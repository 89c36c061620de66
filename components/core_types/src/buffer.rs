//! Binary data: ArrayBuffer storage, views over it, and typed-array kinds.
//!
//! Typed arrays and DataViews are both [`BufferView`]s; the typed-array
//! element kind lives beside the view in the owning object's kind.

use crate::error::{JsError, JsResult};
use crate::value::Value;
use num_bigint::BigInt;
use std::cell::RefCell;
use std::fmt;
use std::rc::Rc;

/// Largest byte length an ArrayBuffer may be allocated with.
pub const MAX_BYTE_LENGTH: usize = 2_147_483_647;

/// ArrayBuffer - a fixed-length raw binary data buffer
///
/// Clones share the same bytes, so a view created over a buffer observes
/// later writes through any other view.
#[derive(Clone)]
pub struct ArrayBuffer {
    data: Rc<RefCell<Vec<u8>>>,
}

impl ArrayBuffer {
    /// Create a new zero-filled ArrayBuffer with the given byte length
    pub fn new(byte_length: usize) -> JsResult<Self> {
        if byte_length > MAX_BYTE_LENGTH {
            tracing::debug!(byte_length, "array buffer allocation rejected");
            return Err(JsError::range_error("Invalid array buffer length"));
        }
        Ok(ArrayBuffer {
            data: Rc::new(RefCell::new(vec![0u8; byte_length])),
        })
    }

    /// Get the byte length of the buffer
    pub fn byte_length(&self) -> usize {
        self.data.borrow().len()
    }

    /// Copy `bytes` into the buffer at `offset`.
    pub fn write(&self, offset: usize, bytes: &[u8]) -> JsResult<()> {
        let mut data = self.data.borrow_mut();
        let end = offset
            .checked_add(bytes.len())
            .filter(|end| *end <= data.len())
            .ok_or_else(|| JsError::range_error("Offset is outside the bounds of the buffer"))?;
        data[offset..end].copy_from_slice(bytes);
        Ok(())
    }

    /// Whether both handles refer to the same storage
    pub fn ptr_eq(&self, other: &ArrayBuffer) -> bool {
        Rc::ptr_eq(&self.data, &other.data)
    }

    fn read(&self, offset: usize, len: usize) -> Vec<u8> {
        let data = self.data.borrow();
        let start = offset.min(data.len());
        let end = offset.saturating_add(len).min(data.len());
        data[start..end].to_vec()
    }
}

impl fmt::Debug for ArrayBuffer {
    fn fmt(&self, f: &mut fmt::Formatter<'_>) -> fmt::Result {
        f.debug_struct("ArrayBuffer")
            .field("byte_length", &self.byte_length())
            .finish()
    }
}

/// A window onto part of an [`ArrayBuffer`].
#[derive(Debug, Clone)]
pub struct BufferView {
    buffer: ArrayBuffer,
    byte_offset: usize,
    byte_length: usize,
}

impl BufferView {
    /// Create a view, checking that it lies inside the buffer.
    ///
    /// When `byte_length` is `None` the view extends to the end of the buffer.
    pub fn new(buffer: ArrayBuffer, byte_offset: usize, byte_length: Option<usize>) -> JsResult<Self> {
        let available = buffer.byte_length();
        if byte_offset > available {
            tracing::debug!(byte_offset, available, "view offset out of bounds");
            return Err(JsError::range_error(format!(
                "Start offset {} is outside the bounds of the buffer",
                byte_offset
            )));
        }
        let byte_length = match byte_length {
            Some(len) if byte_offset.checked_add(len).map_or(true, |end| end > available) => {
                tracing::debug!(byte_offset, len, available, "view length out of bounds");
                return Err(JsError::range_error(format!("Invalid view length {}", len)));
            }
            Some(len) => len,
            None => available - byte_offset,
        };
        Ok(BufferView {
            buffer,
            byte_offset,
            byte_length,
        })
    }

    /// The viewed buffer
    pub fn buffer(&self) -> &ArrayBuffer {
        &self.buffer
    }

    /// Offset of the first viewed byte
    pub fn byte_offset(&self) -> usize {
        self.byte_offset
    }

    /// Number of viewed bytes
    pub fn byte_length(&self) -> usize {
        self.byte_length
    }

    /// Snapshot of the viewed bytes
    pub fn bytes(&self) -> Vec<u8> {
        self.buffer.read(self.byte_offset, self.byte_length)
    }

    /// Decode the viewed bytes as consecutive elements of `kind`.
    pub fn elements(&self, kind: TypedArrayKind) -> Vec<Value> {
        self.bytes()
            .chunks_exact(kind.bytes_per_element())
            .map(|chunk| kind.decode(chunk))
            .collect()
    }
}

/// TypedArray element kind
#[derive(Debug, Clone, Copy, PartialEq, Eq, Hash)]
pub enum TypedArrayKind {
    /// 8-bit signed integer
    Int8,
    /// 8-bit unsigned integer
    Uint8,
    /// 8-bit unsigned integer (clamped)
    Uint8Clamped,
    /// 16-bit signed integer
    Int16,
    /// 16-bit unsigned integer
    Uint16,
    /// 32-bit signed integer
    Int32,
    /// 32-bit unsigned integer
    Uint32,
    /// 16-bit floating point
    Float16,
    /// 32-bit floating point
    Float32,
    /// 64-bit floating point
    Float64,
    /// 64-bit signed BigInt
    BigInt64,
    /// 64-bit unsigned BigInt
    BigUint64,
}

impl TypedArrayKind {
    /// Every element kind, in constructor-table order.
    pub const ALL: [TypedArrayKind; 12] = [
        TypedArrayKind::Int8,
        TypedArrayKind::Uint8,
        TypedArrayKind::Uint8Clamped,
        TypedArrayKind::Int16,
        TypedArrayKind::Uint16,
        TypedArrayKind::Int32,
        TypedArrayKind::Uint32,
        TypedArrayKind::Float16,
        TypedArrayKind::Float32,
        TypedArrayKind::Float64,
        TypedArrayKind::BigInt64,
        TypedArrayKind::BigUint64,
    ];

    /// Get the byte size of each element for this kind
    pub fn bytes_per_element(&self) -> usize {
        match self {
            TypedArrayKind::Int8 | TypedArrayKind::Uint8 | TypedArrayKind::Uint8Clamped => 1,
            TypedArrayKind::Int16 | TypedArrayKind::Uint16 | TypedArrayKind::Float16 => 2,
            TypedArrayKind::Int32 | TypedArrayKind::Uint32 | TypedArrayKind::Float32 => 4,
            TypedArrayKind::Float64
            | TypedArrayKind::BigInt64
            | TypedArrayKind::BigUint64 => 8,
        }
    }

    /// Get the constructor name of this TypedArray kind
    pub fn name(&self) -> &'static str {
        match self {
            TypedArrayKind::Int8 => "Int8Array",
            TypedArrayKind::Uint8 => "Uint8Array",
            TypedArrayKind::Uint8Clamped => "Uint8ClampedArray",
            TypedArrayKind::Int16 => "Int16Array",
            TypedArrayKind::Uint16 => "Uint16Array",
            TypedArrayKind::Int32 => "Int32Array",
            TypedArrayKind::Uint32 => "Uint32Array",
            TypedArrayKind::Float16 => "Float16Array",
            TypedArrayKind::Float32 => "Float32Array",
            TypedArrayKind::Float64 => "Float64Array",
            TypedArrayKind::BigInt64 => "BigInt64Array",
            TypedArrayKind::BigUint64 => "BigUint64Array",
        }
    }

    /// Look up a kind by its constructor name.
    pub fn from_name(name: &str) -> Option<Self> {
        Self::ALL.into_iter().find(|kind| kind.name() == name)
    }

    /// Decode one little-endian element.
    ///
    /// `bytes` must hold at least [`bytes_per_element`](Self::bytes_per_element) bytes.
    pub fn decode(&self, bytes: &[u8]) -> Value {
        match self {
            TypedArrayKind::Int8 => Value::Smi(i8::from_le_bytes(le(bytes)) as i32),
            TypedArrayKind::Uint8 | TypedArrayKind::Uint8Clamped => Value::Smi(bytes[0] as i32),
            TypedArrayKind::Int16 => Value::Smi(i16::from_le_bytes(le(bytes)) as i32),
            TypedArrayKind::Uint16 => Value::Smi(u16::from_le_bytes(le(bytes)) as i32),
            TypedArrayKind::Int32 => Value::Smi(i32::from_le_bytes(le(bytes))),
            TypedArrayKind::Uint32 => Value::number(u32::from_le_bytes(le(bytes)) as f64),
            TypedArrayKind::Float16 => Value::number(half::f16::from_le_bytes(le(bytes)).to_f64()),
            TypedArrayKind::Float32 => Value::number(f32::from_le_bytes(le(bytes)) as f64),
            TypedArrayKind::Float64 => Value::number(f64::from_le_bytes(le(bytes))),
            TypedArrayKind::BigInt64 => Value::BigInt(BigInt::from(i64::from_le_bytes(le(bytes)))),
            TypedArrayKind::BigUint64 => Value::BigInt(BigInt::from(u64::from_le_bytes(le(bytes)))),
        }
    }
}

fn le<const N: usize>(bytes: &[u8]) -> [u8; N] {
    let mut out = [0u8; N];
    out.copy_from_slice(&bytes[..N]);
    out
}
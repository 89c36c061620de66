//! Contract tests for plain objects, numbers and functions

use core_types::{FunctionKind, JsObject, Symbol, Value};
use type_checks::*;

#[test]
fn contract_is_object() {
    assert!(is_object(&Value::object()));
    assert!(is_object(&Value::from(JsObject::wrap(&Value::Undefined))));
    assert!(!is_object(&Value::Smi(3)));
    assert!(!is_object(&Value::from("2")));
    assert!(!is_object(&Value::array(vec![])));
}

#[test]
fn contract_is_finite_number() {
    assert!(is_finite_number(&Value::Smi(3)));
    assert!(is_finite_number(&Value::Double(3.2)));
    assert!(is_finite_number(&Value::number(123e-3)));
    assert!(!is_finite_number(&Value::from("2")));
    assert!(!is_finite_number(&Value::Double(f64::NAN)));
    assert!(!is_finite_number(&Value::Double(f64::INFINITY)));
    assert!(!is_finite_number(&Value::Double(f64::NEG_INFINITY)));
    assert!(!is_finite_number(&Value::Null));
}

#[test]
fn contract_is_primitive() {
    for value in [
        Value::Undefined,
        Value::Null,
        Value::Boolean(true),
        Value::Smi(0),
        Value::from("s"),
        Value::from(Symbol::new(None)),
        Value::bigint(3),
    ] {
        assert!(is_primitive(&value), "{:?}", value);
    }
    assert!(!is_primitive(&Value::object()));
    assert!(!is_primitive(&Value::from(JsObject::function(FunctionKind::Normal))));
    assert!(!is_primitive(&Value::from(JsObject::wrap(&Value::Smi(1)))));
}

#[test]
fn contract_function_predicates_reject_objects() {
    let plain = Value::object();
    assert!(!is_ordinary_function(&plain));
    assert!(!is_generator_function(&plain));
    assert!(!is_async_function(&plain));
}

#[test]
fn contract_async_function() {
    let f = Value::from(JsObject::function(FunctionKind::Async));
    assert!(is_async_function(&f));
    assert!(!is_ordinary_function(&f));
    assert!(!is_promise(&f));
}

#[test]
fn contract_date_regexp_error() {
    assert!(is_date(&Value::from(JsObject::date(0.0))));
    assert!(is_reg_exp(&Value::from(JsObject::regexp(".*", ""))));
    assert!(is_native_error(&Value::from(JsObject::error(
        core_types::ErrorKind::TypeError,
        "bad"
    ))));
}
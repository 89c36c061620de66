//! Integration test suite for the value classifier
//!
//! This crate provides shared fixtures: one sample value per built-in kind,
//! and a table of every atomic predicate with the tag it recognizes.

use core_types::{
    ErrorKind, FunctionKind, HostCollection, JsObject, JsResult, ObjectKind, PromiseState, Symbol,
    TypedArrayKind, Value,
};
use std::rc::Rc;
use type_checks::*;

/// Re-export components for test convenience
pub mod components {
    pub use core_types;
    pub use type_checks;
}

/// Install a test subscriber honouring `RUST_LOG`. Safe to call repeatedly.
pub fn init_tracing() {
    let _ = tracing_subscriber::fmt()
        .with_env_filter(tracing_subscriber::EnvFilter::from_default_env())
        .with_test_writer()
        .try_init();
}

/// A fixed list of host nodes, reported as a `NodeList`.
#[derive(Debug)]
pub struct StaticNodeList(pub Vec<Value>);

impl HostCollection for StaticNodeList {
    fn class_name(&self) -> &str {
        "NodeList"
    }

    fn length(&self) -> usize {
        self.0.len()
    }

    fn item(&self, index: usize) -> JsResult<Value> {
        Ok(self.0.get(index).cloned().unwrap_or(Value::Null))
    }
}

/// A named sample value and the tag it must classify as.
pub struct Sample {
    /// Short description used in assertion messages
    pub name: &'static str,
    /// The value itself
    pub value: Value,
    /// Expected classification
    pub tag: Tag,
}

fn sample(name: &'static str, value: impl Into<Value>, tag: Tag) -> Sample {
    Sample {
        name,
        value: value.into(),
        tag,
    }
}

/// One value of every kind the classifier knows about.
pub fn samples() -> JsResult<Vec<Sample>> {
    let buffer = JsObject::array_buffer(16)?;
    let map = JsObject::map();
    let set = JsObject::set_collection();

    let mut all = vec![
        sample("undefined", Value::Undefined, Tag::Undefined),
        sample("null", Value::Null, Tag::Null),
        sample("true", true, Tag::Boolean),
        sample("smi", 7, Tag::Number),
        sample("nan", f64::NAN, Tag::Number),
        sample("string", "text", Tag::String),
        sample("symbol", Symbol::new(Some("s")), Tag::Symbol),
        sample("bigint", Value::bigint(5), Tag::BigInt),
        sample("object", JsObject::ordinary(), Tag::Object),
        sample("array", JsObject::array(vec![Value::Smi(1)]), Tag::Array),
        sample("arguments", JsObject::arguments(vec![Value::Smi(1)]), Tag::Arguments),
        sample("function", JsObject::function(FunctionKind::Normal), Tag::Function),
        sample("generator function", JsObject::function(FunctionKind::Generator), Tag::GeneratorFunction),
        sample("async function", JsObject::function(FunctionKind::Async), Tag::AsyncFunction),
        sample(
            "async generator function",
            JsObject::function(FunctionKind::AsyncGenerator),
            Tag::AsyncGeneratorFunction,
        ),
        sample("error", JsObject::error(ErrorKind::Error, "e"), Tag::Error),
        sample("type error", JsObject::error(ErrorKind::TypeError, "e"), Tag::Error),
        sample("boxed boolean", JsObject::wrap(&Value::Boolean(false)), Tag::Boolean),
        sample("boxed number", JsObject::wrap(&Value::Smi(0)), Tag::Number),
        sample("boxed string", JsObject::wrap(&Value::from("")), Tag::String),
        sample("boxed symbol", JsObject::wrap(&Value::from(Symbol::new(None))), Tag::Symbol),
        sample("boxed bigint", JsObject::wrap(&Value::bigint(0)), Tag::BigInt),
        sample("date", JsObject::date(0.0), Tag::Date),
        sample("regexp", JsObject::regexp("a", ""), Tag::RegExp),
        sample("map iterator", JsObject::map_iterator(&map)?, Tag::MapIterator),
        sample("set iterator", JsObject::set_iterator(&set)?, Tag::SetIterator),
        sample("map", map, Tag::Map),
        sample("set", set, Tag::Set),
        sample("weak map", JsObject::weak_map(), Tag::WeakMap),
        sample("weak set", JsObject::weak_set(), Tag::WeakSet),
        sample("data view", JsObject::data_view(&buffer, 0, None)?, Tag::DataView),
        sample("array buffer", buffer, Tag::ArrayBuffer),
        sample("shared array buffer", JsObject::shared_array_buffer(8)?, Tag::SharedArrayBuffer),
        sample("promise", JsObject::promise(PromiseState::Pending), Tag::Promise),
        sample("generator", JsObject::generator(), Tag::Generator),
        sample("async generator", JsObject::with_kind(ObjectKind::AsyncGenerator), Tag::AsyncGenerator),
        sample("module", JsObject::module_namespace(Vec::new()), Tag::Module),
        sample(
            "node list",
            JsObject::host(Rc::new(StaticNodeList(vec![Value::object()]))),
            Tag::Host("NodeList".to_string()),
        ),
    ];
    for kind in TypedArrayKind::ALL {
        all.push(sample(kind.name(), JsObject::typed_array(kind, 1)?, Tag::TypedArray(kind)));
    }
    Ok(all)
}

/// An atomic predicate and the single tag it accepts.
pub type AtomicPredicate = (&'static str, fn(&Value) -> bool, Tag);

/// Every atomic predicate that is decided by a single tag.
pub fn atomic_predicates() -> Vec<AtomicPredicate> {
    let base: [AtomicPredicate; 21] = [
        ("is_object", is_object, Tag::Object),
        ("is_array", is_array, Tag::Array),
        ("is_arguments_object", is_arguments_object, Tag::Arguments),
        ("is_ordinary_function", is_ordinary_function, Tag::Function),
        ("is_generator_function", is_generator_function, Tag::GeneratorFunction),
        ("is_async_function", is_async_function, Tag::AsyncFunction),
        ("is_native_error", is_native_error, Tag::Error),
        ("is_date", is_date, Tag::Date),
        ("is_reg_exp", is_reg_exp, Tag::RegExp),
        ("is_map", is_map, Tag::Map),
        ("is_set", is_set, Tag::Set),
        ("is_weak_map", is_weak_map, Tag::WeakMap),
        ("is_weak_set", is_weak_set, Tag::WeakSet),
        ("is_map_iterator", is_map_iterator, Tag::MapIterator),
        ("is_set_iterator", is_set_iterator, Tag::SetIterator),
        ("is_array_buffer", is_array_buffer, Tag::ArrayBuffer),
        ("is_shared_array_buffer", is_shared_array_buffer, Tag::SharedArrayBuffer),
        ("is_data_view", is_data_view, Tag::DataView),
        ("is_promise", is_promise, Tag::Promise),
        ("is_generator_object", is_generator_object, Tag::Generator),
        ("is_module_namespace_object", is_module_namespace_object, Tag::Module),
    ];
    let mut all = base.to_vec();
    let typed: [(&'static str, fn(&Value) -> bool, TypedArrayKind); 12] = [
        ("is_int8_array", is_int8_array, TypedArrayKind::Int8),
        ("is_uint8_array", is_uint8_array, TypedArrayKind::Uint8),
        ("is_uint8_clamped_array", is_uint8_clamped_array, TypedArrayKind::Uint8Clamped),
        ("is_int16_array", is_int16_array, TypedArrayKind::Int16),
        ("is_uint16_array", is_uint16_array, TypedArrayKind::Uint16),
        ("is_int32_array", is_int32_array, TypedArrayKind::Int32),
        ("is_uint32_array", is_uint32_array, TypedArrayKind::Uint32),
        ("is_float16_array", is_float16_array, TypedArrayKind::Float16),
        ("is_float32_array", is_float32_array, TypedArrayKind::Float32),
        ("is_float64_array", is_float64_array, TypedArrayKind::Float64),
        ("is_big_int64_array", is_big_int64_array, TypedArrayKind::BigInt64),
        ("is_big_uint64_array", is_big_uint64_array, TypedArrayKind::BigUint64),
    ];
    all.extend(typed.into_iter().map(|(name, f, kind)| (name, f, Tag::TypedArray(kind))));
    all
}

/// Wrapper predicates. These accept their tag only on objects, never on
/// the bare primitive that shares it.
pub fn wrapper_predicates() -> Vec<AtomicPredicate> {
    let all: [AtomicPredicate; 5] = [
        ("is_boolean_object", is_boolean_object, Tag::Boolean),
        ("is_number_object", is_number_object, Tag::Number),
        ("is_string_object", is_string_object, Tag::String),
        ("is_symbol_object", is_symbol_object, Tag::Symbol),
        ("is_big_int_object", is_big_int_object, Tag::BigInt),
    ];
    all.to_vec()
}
====
Of the lines in the listing, some hold the word "BufferView". Report how many, and only that.

4